The information below comes from the statement of deficiencies compiled by health inspectors and provided to AHCJ by the Centers for Medicare and Medicaid Services. It does not include the steps the hospital plans to take to fix the problem, known as a plan of correction. For that information, you should contact the hospital, your state health department or CMS. Accessing the document may require you to file a Freedom of Information Request. Information on doing so is available here.

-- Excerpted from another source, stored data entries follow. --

use crate::error::{FeedError, Result};
use crate::extract::payload::build_daily_record;
use crate::layout::{validate_record, LayoutSpec};
use crate::period::Period;
use crate::source::SalesSource;
use chrono::NaiveDate;
use std::fs;
use std::path::{Path, PathBuf};
use std::sync::atomic::{AtomicBool, Ordering};
use std::sync::Arc;
use std::time::{Duration, Instant};

/// At most this many layout discrepancies are reported per day; a broken
/// payload tends to repeat the same mistake on every list item.
const MAX_DISCREPANCIES_PER_DAY: usize = 200;

#[derive(Debug, Clone)]
pub struct ExtractProgress {
    pub days_processed: usize,
    pub total_days: usize,
    pub bytes_written: u64,
    pub current_day: Option<NaiveDate>,
    pub start_time: Instant,
    pub files: Vec<DailyFile>,
    pub warnings: Vec<String>,
}

#[derive(Debug, Clone)]
pub struct DailyFile {
    pub day: NaiveDate,
    pub file_name: String,
    pub path: PathBuf,
    pub size: u64,
    pub sales: usize,
    pub returns: usize,
}

impl ExtractProgress {
    pub fn new(total_days: usize) -> Self {
        Self {
            days_processed: 0,
            total_days,
            bytes_written: 0,
            current_day: None,
            start_time: Instant::now(),
            files: Vec::new(),
            warnings: Vec::new(),
        }
    }

    pub fn record_file(&mut self, file: DailyFile) {
        self.days_processed += 1;
        self.bytes_written += file.size;
        self.files.push(file);
    }

    pub fn add_warning<S: Into<String>>(&mut self, warning: S) {
        self.warnings.push(warning.into());
    }

    pub fn percentage(&self) -> f64 {
        if self.total_days == 0 {
            0.0
        } else {
            (self.days_processed as f64 / self.total_days as f64) * 100.0
        }
    }

    pub fn elapsed(&self) -> Duration {
        self.start_time.elapsed()
    }
}

/// Walks a period day by day, turning each warehouse snapshot into one
/// DataEntry JSON file on disk.
pub struct DayGenerator {
    client: String,
    iqvia_code: String,
    pretty_json: bool,
    layout: Option<LayoutSpec>,
    progress_callback: Option<Box<dyn Fn(&ExtractProgress) + Send + Sync>>,
    running: Arc<AtomicBool>,
}

impl DayGenerator {
    pub fn new<S: Into<String>>(client: S, iqvia_code: S) -> Self {
        Self {
            client: client.into().trim().to_uppercase(),
            iqvia_code: iqvia_code.into(),
            pretty_json: true,
            layout: None,
            progress_callback: None,
            running: Arc::new(AtomicBool::new(true)),
        }
    }

    pub fn with_pretty_json(mut self, pretty: bool) -> Self {
        self.pretty_json = pretty;
        self
    }

    pub fn with_layout(mut self, layout: LayoutSpec) -> Self {
        self.layout = Some(layout);
        self
    }

    pub fn with_progress<F>(mut self, callback: F) -> Self
    where
        F: Fn(&ExtractProgress) + Send + Sync + 'static,
    {
        self.progress_callback = Some(Box::new(callback));
        self
    }

    /// Share an externally owned flag (a signal handler's, usually) so a
    /// Ctrl+C stops the run at the next day boundary.
    pub fn with_cancel_flag(mut self, flag: Arc<AtomicBool>) -> Self {
        self.running = flag;
        self
    }

    pub fn cancel(&self) {
        self.running.store(false, Ordering::SeqCst);
    }

    pub fn is_running(&self) -> bool {
        self.running.load(Ordering::SeqCst)
    }

    pub fn generate(
        &self,
        source: &dyn SalesSource,
        period: Period,
        output_dir: &Path,
    ) -> Result<ExtractProgress> {
        let mut progress = ExtractProgress::new(period.day_count() as usize);

        if !output_dir.exists() {
            fs::create_dir_all(output_dir)?;
        }

        for day in period.days() {
            if !self.is_running() {
                return Err(FeedError::Cancelled);
            }

            progress.current_day = Some(day);
            if let Some(ref callback) = self.progress_callback {
                callback(&progress);
            }

            let snapshot = source.fetch_day(day).map_err(|e| FeedError::Extraction {
                day,
                message: e.to_string(),
            })?;
            if snapshot.movement_count() == 0 {
                progress.add_warning(format!("{}: no sales or returns recorded", day));
            }

            let record = build_daily_record(day, &self.iqvia_code, &snapshot);

            if let Some(ref layout) = self.layout {
                let value = serde_json::to_value(&record).map_err(|e| {
                    FeedError::Extraction {
                        day,
                        message: format!("serializing payload: {}", e),
                    }
                })?;
                for discrepancy in validate_record(&value, layout)
                    .into_iter()
                    .take(MAX_DISCREPANCIES_PER_DAY)
                {
                    progress.add_warning(format!("{}: {}", day, discrepancy));
                }
            }

            // Field order is part of the layout, so the struct is serialized
            // directly instead of going through a Value.
            let json = if self.pretty_json {
                serde_json::to_string_pretty(&record)
            } else {
                serde_json::to_string(&record)
            }
            .map_err(|e| FeedError::Extraction {
                day,
                message: format!("serializing payload: {}", e),
            })?;

            let file_name = daily_file_name(&self.client, day);
            let path = output_dir.join(&file_name);
            fs::write(&path, &json).map_err(|e| FeedError::Extraction {
                day,
                message: format!("writing {}: {}", file_name, e),
            })?;

            progress.record_file(DailyFile {
                day,
                file_name,
                path,
                size: json.len() as u64,
                sales: snapshot.sales.len(),
                returns: snapshot.returns.len(),
            });

            if let Some(ref callback) = self.progress_callback {
                callback(&progress);
            }
        }

        progress.current_day = None;
        Ok(progress)
    }
}

/// One day's file name, e.g. `U_ACME_20240102.json`.
pub fn daily_file_name(client: &str, day: NaiveDate) -> String {
    format!("U_{}_{}.json", client.to_uppercase(), day.format("%Y%m%d"))
}

#[cfg(test)]
mod tests {
    use super::*;
    use crate::source::{DaySnapshot, SaleRow};
    use std::collections::HashMap;
    use std::sync::Mutex;
    use tempfile::TempDir;

    struct FakeSource {
        fail_on: Option<NaiveDate>,
    }

    impl SalesSource for FakeSource {
        fn fetch_day(&self, day: NaiveDate) -> crate::error::Result<DaySnapshot> {
            if self.fail_on == Some(day) {
                return Err(FeedError::Source {
                    message: "simulated outage".to_string(),
                    source: rusqlite::Error::QueryReturnedNoRows,
                });
            }
            Ok(DaySnapshot {
                sales: vec![SaleRow {
                    customer_code: 10,
                    product_code: 100,
                    quantity: 1,
                    unit_price: Some(9.9),
                    list_price: Some(9.9),
                    is_gift: false,
                    invoice_series: Some(1),
                    invoice_number: Some(1),
                    nfe_key: None,
                    icms_rate: None,
                    icms_amount: None,
                    cst: None,
                }],
                returns: Vec::new(),
                branches: Vec::new(),
                customers: Vec::new(),
                products: Vec::new(),
                stock: Vec::new(),
                receipts: HashMap::new(),
            })
        }

        fn version(&self) -> crate::error::Result<String> {
            Ok("fake".to_string())
        }
    }

    fn period() -> Period {
        Period::new(
            NaiveDate::from_ymd_opt(2024, 1, 1).unwrap(),
            NaiveDate::from_ymd_opt(2024, 1, 3).unwrap(),
        )
        .unwrap()
    }

    #[test]
    fn test_generates_one_file_per_day() {
        let out = TempDir::new().unwrap();
        let generator = DayGenerator::new("acme", "0892");

        let progress = generator
            .generate(&FakeSource { fail_on: None }, period(), out.path())
            .unwrap();

        assert_eq!(progress.days_processed, 3);
        assert_eq!(progress.percentage(), 100.0);
        assert!(out.path().join("U_ACME_20240101.json").exists());
        assert!(out.path().join("U_ACME_20240102.json").exists());
        assert!(out.path().join("U_ACME_20240103.json").exists());
    }

    #[test]
    fn test_failed_day_stops_the_run() {
        let out = TempDir::new().unwrap();
        let generator = DayGenerator::new("acme", "0892");
        let source = FakeSource {
            fail_on: NaiveDate::from_ymd_opt(2024, 1, 2),
        };

        let err = generator.generate(&source, period(), out.path()).unwrap_err();

        match err {
            FeedError::Extraction { day, .. } => {
                assert_eq!(day, NaiveDate::from_ymd_opt(2024, 1, 2).unwrap());
            }
            other => panic!("expected an extraction error, got {:?}", other),
        }
        assert!(out.path().join("U_ACME_20240101.json").exists());
        assert!(!out.path().join("U_ACME_20240102.json").exists());
        assert!(!out.path().join("U_ACME_20240103.json").exists());
    }

    #[test]
    fn test_cancelled_before_first_day() {
        let out = TempDir::new().unwrap();
        let generator = DayGenerator::new("acme", "0892");
        generator.cancel();

        let err = generator
            .generate(&FakeSource { fail_on: None }, period(), out.path())
            .unwrap_err();

        assert!(matches!(err, FeedError::Cancelled));
        assert!(!generator.is_running());
    }

    #[test]
    fn test_shared_flag_stops_the_run() {
        let out = TempDir::new().unwrap();
        let flag = Arc::new(AtomicBool::new(false));
        let generator = DayGenerator::new("acme", "0892").with_cancel_flag(flag);

        let err = generator
            .generate(&FakeSource { fail_on: None }, period(), out.path())
            .unwrap_err();

        assert!(matches!(err, FeedError::Cancelled));
    }

    #[test]
    fn test_progress_callback_sees_every_day() {
        let out = TempDir::new().unwrap();
        let seen = Arc::new(Mutex::new(Vec::new()));
        let seen_in_callback = seen.clone();

        let generator = DayGenerator::new("acme", "0892").with_progress(move |progress| {
            if let Some(day) = progress.current_day {
                seen_in_callback.lock().unwrap().push(day);
            }
        });

        generator
            .generate(&FakeSource { fail_on: None }, period(), out.path())
            .unwrap();

        let days: Vec<NaiveDate> = seen.lock().unwrap().clone();
        assert!(days.contains(&NaiveDate::from_ymd_opt(2024, 1, 1).unwrap()));
        assert!(days.contains(&NaiveDate::from_ymd_opt(2024, 1, 3).unwrap()));
    }

    #[test]
    fn test_compact_output_has_no_newlines() {
        let out = TempDir::new().unwrap();
        let generator = DayGenerator::new("acme", "0892").with_pretty_json(false);

        generator
            .generate(
                &FakeSource { fail_on: None },
                Period::new(
                    NaiveDate::from_ymd_opt(2024, 1, 1).unwrap(),
                    NaiveDate::from_ymd_opt(2024, 1, 1).unwrap(),
                )
                .unwrap(),
                out.path(),
            )
            .unwrap();

        let content = fs::read_to_string(out.path().join("U_ACME_20240101.json")).unwrap();
        assert!(!content.contains('\n'));
    }

    #[test]
    fn test_daily_file_name() {
        let day = NaiveDate::from_ymd_opt(2024, 3, 7).unwrap();
        assert_eq!(daily_file_name("acme", day), "U_ACME_20240307.json");
        assert_eq!(daily_file_name("ACME", day), "U_ACME_20240307.json");
    }
}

SUN BEHAVIORAL HOUSTON 7601 FANNIN STREET HOUSTON, TX 77054 May 18, 2018
VIOLATION: PATIENT RIGHTS: CARE IN SAFE SETTING Tag No: A0144
**NOTE- TERMS IN BRACKETS HAVE BEEN EDITED TO PROTECT CONFIDENTIALITY**

Based on record review and interview the facility failed to ensure safe room assignments for 2 of 12 patients (ID#s 9 and 10)

Findings include:

Review of patient census for 5/4/2018 revealed patients (ID# 2) and patient (ID#10) to be assigned as roommates in room 314 on the Children's unit.

Review of patient census for 5/5/2018 revealed patients (ID#2) and patient (ID#9) to be assigned as roommates in room 326 on the Adolescent Boys unit.

Medical record for patient (ID#2) revealed the following:
Initial Psychiatric evaluation by MD (ID# 65) dated 4/27/18 states:
Patient (ID# 2) is a [AGE]-year-old male admitted for aggression and suicidal behaviors. He refused to cooperate further. Per staff, patient (ID# 2) was showing his penis to his old roommate and asked to have sex. Similar event with another 2 peers also. Now on sexually acting out (SAO) precautions.

Physicians order by MD (ID# 65) dated 4/27/2018 states: continue unit restriction (UR), Suicide precautions (SP), Assault precautions (AP), elopement precautions (EP) and sexually acting out precautions (SAO)-perpetrator.

Interview with COO/CNO (ID# 53) on 5/18/2018 at 11:15 am he stated, that patients on SAO precautions should be in blocked room. He went on to say that the decision is individualized based on the nature of why the patient was placed on SAO precautions. When asked specifically if a male patient with a history of exposing himself to other males should be placed in a blocked room, he stated "yes."
VIOLATION: RN SUPERVISION OF NURSING CARE Tag No: A0395
Based on record review and interview, the facility failed to document a physician's order for the transfer of 1 of 1 patients and the care provided at receiving hospital. (ID# 1)

Findings include:

Medical record review of patient (ID # 1) revealed Nurses note for 5/5/2018 stating: Patient was sent to Hospital this morning via ambulance for suspected inappropriate act between her and another peer. Morning Nursing Supervisor called mom this morning and gave consent for her daughter to be sent to the hospital. Report given to Nurse at (emergency room ) ER. Patient left via stretcher. Medical record revealed no written or verbal order from a physician for the transfer of patient (ID#1) or documentation of the care received at the receiving hospital once patient (ID#1) returned to facility.

Interview with Chief Medical Officer (ID# 53) on 5/18/208 at 9:34 AM revealed that he told the nurse on the phone to send the patient (ID # 1) to the hospital for an assessment and considered that an order.

Review of facility policy titled Transfer to Another Facility dated 1/2018 revealed:
Procedure:
If the physician on call issues orders for the transfers of a patient by telephone, those orders shall be recorded in the patient's medical record, read back and signed by the hospital nursing staff member receiving the order, and countersigned by the physician authorizing the transfer as soon as possible.

Review of facility policy titled Telephone, Verbal and Written Orders for Medication dated 5/2018 revealed:
Procedure:
-Record the verbal/telephone order immediately in the patient's medical record or, for pharmacists, on a prescription form as appropriate.
-Indicate either telephone or verbal order in written record.
-Sign the written record and indicate level of licensure.
The prescribing practitioner must date, time and authenticate the telephone/verbal order within the time designated by state law.

During an interview with CNO/COO (ID # 53) on 5/18/2018 9:17 AM he stated that the policy titled Telephone, Verbal and Written Orders for Medication is for all orders, not just medications.

During later interview on 5/18/18 at 11:15 AM with COO/CNO (ID#53) when asked if the nurse that accepted patient (ID # 1) back to the unit received report from the receiving hospital, he stated "they were so upset with what happened, they did not want to talk to us."